Patrzenie w dół schodów grozi zawrotami głowy! ;)
Kręcimy się jeszcze chwilkę w okolicach.
Ruszamy wreszcie na przystań i do łodzi.
Robi się coraz ciekawiej bo słońce pięknie wybarwia niebo. Warto zobaczyć zachód słońca z drugiej strony rzeki.
Wracamy na krótko do hotelu. Chwila wytchnienia i ruszamy z misją. Zawozimy plecak z zimowymi rzeczami z Polski do przechowalni w ostatnim hotelu na naszej trasie – Rambuttri Village Plaza. Czeka nas znowu rejs łódką. Ruszamy z naszej przystani Tha Thien do tej najbliżej Rambuttri. Po prostu uwielbiam Bangkok za sieć połączeń łodziami!

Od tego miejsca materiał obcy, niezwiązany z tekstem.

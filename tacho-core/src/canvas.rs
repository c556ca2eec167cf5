//! Fixed-size record buffers
//!
//! [`Canvas`] is the encode side: a buffer of the exact record length,
//! optionally seeded from the bytes the record was decoded from, onto which
//! each field paints its own offset range. Bytes no field paints (reserved
//! areas, spare bits) keep whatever the seed held.
//!
//! [`RecordReader`] is the decode side: a position-tracking view over one
//! record's bytes.

use crate::datatypes::{decode_time_real, encode_time_real, TimeReal};
use crate::enums::WireEnum;
use crate::error::{TachoError, TachoResult};

/// Encode buffer for one fixed-size record
#[derive(Debug, Clone)]
pub struct Canvas {
    context: &'static str,
    buffer: Vec<u8>,
    position: usize,
}

impl Canvas {
    /// Create a canvas of `length` bytes
    ///
    /// When `raw` is present and has exactly `length` bytes it becomes the
    /// starting content; otherwise the canvas starts zeroed.
    pub fn new(context: &'static str, length: usize, raw: Option<&[u8]>) -> Self {
        let buffer = match raw {
            Some(raw) if raw.len() == length => raw.to_vec(),
            _ => vec![0u8; length],
        };
        Self {
            context,
            buffer,
            position: 0,
        }
    }

    /// Create a zeroed canvas of `length` bytes
    pub fn zeroed(context: &'static str, length: usize) -> Self {
        Self::new(context, length, None)
    }

    /// Total length of the canvas
    pub fn len(&self) -> usize {
        self.buffer.len()
    }

    pub fn is_empty(&self) -> bool {
        self.buffer.is_empty()
    }

    /// Current write offset
    pub fn position(&self) -> usize {
        self.position
    }

    fn check_room(&self, width: usize) -> TachoResult<()> {
        if self.position + width > self.buffer.len() {
            return Err(TachoError::InvalidLength {
                context: self.context,
                expected: self.buffer.len(),
                actual: self.position + width,
            });
        }
        Ok(())
    }

    /// Paint a field of `width` bytes at the current offset
    ///
    /// `bytes` must be exactly `width` long.
    pub fn paint(&mut self, width: usize, bytes: &[u8]) -> TachoResult<()> {
        if bytes.len() != width {
            return Err(TachoError::InvalidLength {
                context: self.context,
                expected: width,
                actual: bytes.len(),
            });
        }
        self.check_room(width)?;
        self.buffer[self.position..self.position + width].copy_from_slice(bytes);
        self.position += width;
        Ok(())
    }

    /// Paint bytes whose width is their own length
    pub fn paint_bytes(&mut self, bytes: &[u8]) -> TachoResult<()> {
        self.paint(bytes.len(), bytes)
    }

    pub fn paint_u8(&mut self, value: u8) -> TachoResult<()> {
        self.paint(1, &[value])
    }

    pub fn paint_u16(&mut self, value: u16) -> TachoResult<()> {
        self.paint(2, &value.to_be_bytes())
    }

    /// Paint the low 24 bits of `value`, big-endian
    pub fn paint_u24(&mut self, value: u32) -> TachoResult<()> {
        if value > 0x00FF_FFFF {
            return Err(TachoError::ValueTooLarge {
                context: self.context,
                message: format!("{} does not fit in 3 bytes", value),
            });
        }
        let bytes = value.to_be_bytes();
        self.paint(3, &bytes[1..])
    }

    pub fn paint_u32(&mut self, value: u32) -> TachoResult<()> {
        self.paint(4, &value.to_be_bytes())
    }

    /// Paint a one-byte enumeration code
    pub fn paint_enum<E: WireEnum>(&mut self, value: &E) -> TachoResult<()> {
        self.paint_u8(value.to_wire()?)
    }

    /// Paint a TimeReal, zero when absent
    pub fn paint_time_real(&mut self, value: Option<TimeReal>) -> TachoResult<()> {
        self.paint(4, &encode_time_real(value))
    }

    /// Leave `width` bytes as seeded and move on
    pub fn skip(&mut self, width: usize) -> TachoResult<()> {
        self.check_room(width)?;
        self.position += width;
        Ok(())
    }

    /// Read back `width` bytes of the current content at the write offset
    ///
    /// Used by bit-field writers that must merge into seeded bits.
    pub fn peek(&self, width: usize) -> TachoResult<&[u8]> {
        self.check_room(width)?;
        Ok(&self.buffer[self.position..self.position + width])
    }

    /// Finish painting; every byte offset must have been visited
    pub fn finish(self) -> TachoResult<Vec<u8>> {
        if self.position != self.buffer.len() {
            return Err(TachoError::InvalidLength {
                context: self.context,
                expected: self.buffer.len(),
                actual: self.position,
            });
        }
        Ok(self.buffer)
    }
}

/// Decode cursor over one record's bytes
#[derive(Debug, Clone)]
pub struct RecordReader<'a> {
    context: &'static str,
    buffer: &'a [u8],
    position: usize,
}

impl<'a> RecordReader<'a> {
    pub fn new(context: &'static str, buffer: &'a [u8]) -> Self {
        Self {
            context,
            buffer,
            position: 0,
        }
    }

    /// Current read offset
    pub fn position(&self) -> usize {
        self.position
    }

    /// Bytes not yet consumed
    pub fn remaining(&self) -> usize {
        self.buffer.len().saturating_sub(self.position)
    }

    pub fn has_remaining(&self) -> bool {
        self.position < self.buffer.len()
    }

    /// Read `count` bytes
    pub fn read_bytes(&mut self, count: usize) -> TachoResult<&'a [u8]> {
        if self.remaining() < count {
            return Err(TachoError::InsufficientData {
                context: self.context,
                expected: count,
                actual: self.remaining(),
            });
        }
        let start = self.position;
        self.position += count;
        Ok(&self.buffer[start..start + count])
    }

    /// Read a fixed-size array
    pub fn read_array<const N: usize>(&mut self) -> TachoResult<[u8; N]> {
        let bytes = self.read_bytes(N)?;
        let mut array = [0u8; N];
        array.copy_from_slice(bytes);
        Ok(array)
    }

    pub fn read_u8(&mut self) -> TachoResult<u8> {
        Ok(self.read_bytes(1)?[0])
    }

    pub fn read_u16(&mut self) -> TachoResult<u16> {
        Ok(u16::from_be_bytes(self.read_array()?))
    }

    /// Read a 3-byte big-endian unsigned value
    pub fn read_u24(&mut self) -> TachoResult<u32> {
        let bytes = self.read_bytes(3)?;
        Ok(u32::from_be_bytes([0, bytes[0], bytes[1], bytes[2]]))
    }

    pub fn read_u32(&mut self) -> TachoResult<u32> {
        Ok(u32::from_be_bytes(self.read_array()?))
    }

    pub fn read_enum<E: WireEnum>(&mut self) -> TachoResult<E> {
        Ok(E::from_wire(self.read_u8()?))
    }

    /// Read a TimeReal; all-zero is absent
    pub fn read_time_real(&mut self) -> TachoResult<Option<TimeReal>> {
        decode_time_real(self.read_bytes(4)?)
    }

    /// Read everything left
    pub fn read_rest(&mut self) -> &'a [u8] {
        let start = self.position.min(self.buffer.len());
        self.position = self.buffer.len();
        &self.buffer[start..]
    }

    /// Check that every byte has been consumed
    pub fn finish(self) -> TachoResult<()> {
        if self.has_remaining() {
            return Err(TachoError::InvalidLength {
                context: self.context,
                expected: self.position,
                actual: self.buffer.len(),
            });
        }
        Ok(())
    }
}
//! Outcome of a signature verification

use serde::{Deserialize, Serialize};
use std::fmt;

/// Signature verification outcome recorded on a certificate
///
/// Starts as `Unverified`; only a verification call moves it to `Valid` or
/// `Invalid`, and a later call overwrites it.
#[derive(Debug, Clone, Copy, PartialEq, Eq, Hash, Default, Serialize, Deserialize)]
pub enum SignatureStatus {
    #[default]
    Unverified,
    Valid,
    Invalid,
}

impl SignatureStatus {
    /// `true` only after a successful verification
    pub fn is_valid(&self) -> bool {
        matches!(self, SignatureStatus::Valid)
    }

    /// Whether a verification has run
    pub fn is_verified(&self) -> bool {
        !matches!(self, SignatureStatus::Unverified)
    }

    /// `None` before verification, otherwise the outcome
    pub fn outcome(&self) -> Option<bool> {
        match self {
            SignatureStatus::Unverified => None,
            SignatureStatus::Valid => Some(true),
            SignatureStatus::Invalid => Some(false),
        }
    }

    pub(crate) fn from_result<T, E>(result: &Result<T, E>) -> Self {
        if result.is_ok() {
            SignatureStatus::Valid
        } else {
            SignatureStatus::Invalid
        }
    }
}

impl fmt::Display for SignatureStatus {
    fn fmt(&self, f: &mut fmt::Formatter<'_>) -> fmt::Result {
        match self {
            SignatureStatus::Unverified => write!(f, "unverified"),
            SignatureStatus::Valid => write!(f, "valid"),
            SignatureStatus::Invalid => write!(f, "invalid"),
        }
    }
}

Na Rambuttri oczywiście rzucamy się na przepyszne soki.
W drodze powrotnej mamy atrakcje – przepięknie oświetlony most i świątynię Wat Arun.
Aktualizacja 2018 rok
Jedno jest jednak pewne, do Bangkoku jeszcze musimy wrócić! Świątynia Świtu (Wat Arun) jest już zupełnie odmieniona po remoncie i wygląda nieprawdopodobnie pięknie!
Na naszej liście ciekawych miejsc mieliśmy też Targ na torach (Maeklong Train) i Targ Wodny (Amphawa Floating Market). Niestety tam nie dotarliśmy. Doskonały opis jak trafić do tych dwóch atrakcji znajdziecie na blogu Asi – http://somosdos.fotowyprawy.com/2017/12/maeklong-train-i-amphawa-floating-market-jak-tanio-dojechac/
Wydatki:
- Wat Arun (świątynia Świtu) – 50B (8.30 – 17.30)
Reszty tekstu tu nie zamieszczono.